Task prompt => Your answer should hold every line of the records below that contains the string "success".
━━━━━━━━
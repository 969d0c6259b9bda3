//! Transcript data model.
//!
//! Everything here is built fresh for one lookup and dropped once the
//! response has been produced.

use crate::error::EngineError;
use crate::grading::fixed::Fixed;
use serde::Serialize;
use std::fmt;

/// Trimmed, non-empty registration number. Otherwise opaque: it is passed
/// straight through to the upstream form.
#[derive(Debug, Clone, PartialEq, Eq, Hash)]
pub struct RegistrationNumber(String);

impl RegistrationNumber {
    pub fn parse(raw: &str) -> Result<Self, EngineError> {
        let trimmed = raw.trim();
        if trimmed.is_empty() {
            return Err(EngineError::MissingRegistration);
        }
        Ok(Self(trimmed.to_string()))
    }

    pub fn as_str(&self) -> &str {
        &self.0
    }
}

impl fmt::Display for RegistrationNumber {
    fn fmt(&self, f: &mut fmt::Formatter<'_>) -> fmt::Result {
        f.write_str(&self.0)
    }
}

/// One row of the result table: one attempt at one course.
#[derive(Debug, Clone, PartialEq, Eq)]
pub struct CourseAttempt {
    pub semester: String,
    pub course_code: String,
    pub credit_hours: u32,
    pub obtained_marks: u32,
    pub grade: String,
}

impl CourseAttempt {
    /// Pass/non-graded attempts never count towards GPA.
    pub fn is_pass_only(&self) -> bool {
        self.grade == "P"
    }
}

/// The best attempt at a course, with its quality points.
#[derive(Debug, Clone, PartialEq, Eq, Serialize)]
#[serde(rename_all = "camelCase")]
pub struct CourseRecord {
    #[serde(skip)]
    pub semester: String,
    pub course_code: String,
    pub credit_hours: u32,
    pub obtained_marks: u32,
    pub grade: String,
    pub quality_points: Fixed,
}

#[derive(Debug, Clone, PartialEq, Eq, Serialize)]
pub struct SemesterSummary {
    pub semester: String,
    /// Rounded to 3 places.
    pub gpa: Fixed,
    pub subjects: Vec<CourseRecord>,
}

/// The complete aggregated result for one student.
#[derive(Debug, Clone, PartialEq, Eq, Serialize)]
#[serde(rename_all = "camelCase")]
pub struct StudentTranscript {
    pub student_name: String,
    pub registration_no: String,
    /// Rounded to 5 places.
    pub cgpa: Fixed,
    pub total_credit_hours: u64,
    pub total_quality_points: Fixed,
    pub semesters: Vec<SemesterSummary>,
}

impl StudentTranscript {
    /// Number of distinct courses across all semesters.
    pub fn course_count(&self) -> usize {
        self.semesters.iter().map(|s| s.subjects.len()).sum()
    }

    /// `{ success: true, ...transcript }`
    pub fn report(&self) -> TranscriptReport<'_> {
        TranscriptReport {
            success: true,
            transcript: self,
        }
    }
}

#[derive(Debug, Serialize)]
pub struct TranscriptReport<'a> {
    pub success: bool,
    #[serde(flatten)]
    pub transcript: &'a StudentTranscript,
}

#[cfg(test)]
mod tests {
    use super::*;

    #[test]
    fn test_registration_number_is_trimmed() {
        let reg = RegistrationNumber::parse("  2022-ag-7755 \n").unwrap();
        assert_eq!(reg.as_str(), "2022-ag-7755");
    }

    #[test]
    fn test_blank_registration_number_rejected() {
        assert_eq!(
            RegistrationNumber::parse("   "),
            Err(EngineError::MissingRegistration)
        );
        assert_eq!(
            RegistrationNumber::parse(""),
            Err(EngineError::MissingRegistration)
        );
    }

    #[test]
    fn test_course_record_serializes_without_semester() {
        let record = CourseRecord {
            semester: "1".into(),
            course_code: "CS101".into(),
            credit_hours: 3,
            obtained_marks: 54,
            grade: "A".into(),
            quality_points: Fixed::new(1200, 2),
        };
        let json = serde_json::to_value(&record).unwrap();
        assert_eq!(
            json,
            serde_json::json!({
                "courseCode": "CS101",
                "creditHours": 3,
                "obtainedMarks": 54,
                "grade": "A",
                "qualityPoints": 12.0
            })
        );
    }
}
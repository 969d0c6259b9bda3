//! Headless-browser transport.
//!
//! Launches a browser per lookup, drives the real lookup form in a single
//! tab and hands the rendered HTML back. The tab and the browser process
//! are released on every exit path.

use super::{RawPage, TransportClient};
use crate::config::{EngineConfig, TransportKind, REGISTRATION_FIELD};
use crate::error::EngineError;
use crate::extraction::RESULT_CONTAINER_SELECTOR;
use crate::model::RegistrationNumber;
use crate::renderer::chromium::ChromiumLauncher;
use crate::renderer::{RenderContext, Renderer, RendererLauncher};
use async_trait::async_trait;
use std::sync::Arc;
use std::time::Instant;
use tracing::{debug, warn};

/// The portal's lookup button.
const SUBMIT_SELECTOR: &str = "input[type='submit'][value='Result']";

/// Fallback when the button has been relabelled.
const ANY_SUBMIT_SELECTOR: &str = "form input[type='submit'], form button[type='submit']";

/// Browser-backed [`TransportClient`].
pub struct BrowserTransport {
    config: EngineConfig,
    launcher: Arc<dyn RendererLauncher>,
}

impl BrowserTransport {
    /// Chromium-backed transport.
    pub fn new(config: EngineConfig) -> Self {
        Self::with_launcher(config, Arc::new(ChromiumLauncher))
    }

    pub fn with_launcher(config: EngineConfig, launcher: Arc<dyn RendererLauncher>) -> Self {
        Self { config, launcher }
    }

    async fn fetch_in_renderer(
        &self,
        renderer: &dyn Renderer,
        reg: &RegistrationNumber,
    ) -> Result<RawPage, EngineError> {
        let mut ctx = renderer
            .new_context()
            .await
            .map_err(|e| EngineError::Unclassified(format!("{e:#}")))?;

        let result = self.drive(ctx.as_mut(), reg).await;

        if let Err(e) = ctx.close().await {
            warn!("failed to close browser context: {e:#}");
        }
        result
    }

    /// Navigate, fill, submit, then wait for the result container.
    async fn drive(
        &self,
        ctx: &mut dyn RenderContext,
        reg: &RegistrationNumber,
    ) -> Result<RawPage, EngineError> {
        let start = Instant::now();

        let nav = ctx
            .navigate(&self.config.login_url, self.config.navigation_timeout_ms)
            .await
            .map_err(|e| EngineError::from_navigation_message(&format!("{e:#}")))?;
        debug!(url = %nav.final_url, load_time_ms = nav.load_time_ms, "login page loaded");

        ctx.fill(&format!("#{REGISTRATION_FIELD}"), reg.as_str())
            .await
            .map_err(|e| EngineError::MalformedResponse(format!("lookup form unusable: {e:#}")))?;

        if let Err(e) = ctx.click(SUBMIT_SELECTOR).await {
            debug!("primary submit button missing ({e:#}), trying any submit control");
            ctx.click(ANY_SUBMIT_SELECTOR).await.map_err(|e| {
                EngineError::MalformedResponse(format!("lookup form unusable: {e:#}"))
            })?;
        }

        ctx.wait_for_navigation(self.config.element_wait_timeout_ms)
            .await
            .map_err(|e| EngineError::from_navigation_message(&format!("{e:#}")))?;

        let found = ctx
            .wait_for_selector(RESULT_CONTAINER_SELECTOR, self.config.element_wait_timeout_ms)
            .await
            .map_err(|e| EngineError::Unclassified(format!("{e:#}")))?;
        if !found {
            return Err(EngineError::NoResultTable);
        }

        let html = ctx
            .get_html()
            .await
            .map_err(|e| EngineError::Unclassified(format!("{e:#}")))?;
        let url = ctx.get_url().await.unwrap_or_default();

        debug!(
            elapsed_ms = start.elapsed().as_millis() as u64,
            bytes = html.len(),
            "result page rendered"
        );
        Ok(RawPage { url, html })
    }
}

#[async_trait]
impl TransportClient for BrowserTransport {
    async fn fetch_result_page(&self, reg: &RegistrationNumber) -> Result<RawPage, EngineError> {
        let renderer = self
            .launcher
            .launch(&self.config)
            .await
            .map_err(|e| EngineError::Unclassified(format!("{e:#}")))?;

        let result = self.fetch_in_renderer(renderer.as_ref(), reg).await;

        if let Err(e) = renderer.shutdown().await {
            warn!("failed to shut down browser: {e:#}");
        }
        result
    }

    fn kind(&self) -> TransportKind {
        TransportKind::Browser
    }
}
━━━━━━━━
Written answer =>
    /// `{ success: true, ...transcript }`
            success: true,
    pub success: bool,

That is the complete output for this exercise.